Federated Learning with Multi-Partner OneFlorida+ Consortium Data for Predicting Major Postoperative Complications

This study demonstrates that federated learning models trained on a large, multicenter dataset from the OneFlorida+ Consortium effectively predict major postoperative complications and mortality with robust generalizability and privacy preservation, achieving performance comparable to or superior to both local and centralized models.

Yuanfang Ren, Varun Sai Vemuri, Zhenhong Hu, Benjamin Shickel, Ziyuan Guan, Tyler J. Loftus, Parisa Rashidi, Tezcan Ozrazgat-Baslanti, Azra Bihorac

Published 2026-03-18
📖 4 min read☕ Coffee break read

Imagine you are trying to teach a robot how to predict which patients will get sick after surgery. To do this well, the robot needs to learn from thousands of past cases.

The Problem: The "Secret Recipe" Dilemma
In the real world, hospitals are like different chefs in different cities. Each chef (hospital) has their own secret recipe book (patient data) filled with unique stories about their patients.

  • The Old Way (Local Learning): If Chef A only reads their own book, they become great at predicting outcomes for their specific neighborhood, but they might fail miserably when a patient from a different city comes in.
  • The Dangerous Way (Central Learning): If all chefs dump their secret recipe books into one giant pot in the middle of the room, the robot learns from everyone. But this is risky! It's like handing your private diary to a stranger. Hospitals can't do this because of strict privacy laws (HIPAA) and patient trust.

The Solution: The "Group Chat" (Federated Learning)
This paper introduces a clever solution called Federated Learning. Think of it as a secure group chat where the chefs can share their lessons learned without ever sharing their actual recipe books.

  1. The Setup: Instead of moving the data, the robot (the AI model) travels to each hospital.
  2. The Training: The robot learns from the local data at Hospital A, then goes to Hospital B, then Hospital C.
  3. The Handshake: When the robot leaves a hospital, it doesn't take any patient names or records.

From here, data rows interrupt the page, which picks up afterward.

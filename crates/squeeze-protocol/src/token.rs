//! Percent-encoding of individual wire tokens.
//!
//! The hub separates fields with single spaces, so any space, colon or
//! percent sign inside a value travels as `%20`, `%3A` and `%25`.

use percent_encoding::{percent_decode_str, utf8_percent_encode, AsciiSet, CONTROLS};

use crate::ProtocolError;

/// Characters escaped when encoding a token value.
const TOKEN_ESCAPES: &AsciiSet = &CONTROLS.add(b' ').add(b':').add(b'%');

/// Percent-encodes a value so it can travel as one token.
pub fn encode_token(value: &str) -> String {
    utf8_percent_encode(value, TOKEN_ESCAPES).to_string()
}

/// Decodes one percent-encoded token.
///
/// # Errors
/// Returns [`ProtocolError::InvalidEncoding`] when the decoded bytes are
/// not UTF-8.
pub fn decode_token(token: &str) -> Result<String, ProtocolError> {
    percent_decode_str(token)
        .decode_utf8()
        .map(|decoded| decoded.into_owned())
        .map_err(|_| ProtocolError::InvalidEncoding(token.to_string()))
}

/// Decodes a `key:value` field token, splitting on the first `:` after
/// decoding. Values may themselves contain colons (player ids do).
///
/// # Errors
/// Returns [`ProtocolError::MissingSeparator`] if the decoded token has no
/// `:`, or [`ProtocolError::InvalidEncoding`] if it is not UTF-8.
pub fn decode_field(token: &str) -> Result<(String, String), ProtocolError> {
    let decoded = decode_token(token)?;
    match decoded.split_once(':') {
        Some((key, value)) => Ok((key.to_string(), value.to_string())),
        None => Err(ProtocolError::MissingSeparator(token.to_string())),
    }
}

It only takes a "summary of what it learned" (mathematical updates).
  4. The Mastermind: A central server collects these summaries from all hospitals, mixes them together to create a "Super Robot," and sends the improved version back out.

What They Did
The researchers used this method with five different hospitals in Florida (the OneFlorida+ Consortium). They had data on nearly 360,000 patients who underwent major surgeries between 2012 and 2023.

They asked the Super Robot to predict four scary things:

  • Will the patient need to go to the ICU?
  • Will they need a breathing machine (ventilator)?
  • Will they develop kidney failure (AKI)?
  • Will they die in the hospital?

The Results: The Best of Both Worlds
The researchers tested three types of robots:

  1. The Local Robot: Trained only on one hospital's data. (Good for that hospital, bad for others).
  2. The Central Robot: Trained on all data mixed together. (Great at predicting, but required breaking privacy rules).
  3. The Federated Robot (SCAFFOLD): The "Group Chat" robot.

The Winner: The Federated Robot won!

  • It was just as smart as the "Central Robot" (which had all the data).
  • It was much smarter than the "Local Robots" when visiting new hospitals.
  • Crucially: No patient data ever left the hospital walls. Privacy was 100% preserved.

A Special Trick: The "Surgeon's Signature"
The researchers also tried a "fine-tuning" trick. They realized that just like a student learns better with a specific teacher, a model might work better if it knows which surgeon is operating.
They added the surgeon's identity as a special "personalized feature" to the model. This was like giving the robot a little note saying, "Dr. Smith tends to be very careful with older patients." This made the predictions slightly even more accurate for that specific hospital.

Why This Matters
This study is a big deal because it proves we can build super-smart medical AI without violating patient privacy.

  • For Doctors: It's like having a crystal ball that works in any hospital, not just the one where it was built. It can warn them, "Hey, this patient looks high-risk for kidney trouble; let's prepare extra fluids now."
  • For Patients: It means better care and fewer surprises, all while keeping their medical history safe and sound.

In a Nutshell
This paper shows that we don't have to choose between privacy and progress. By using Federated Learning, we can teach AI to be a world-class surgeon's assistant by letting hospitals "share wisdom" without ever "sharing secrets."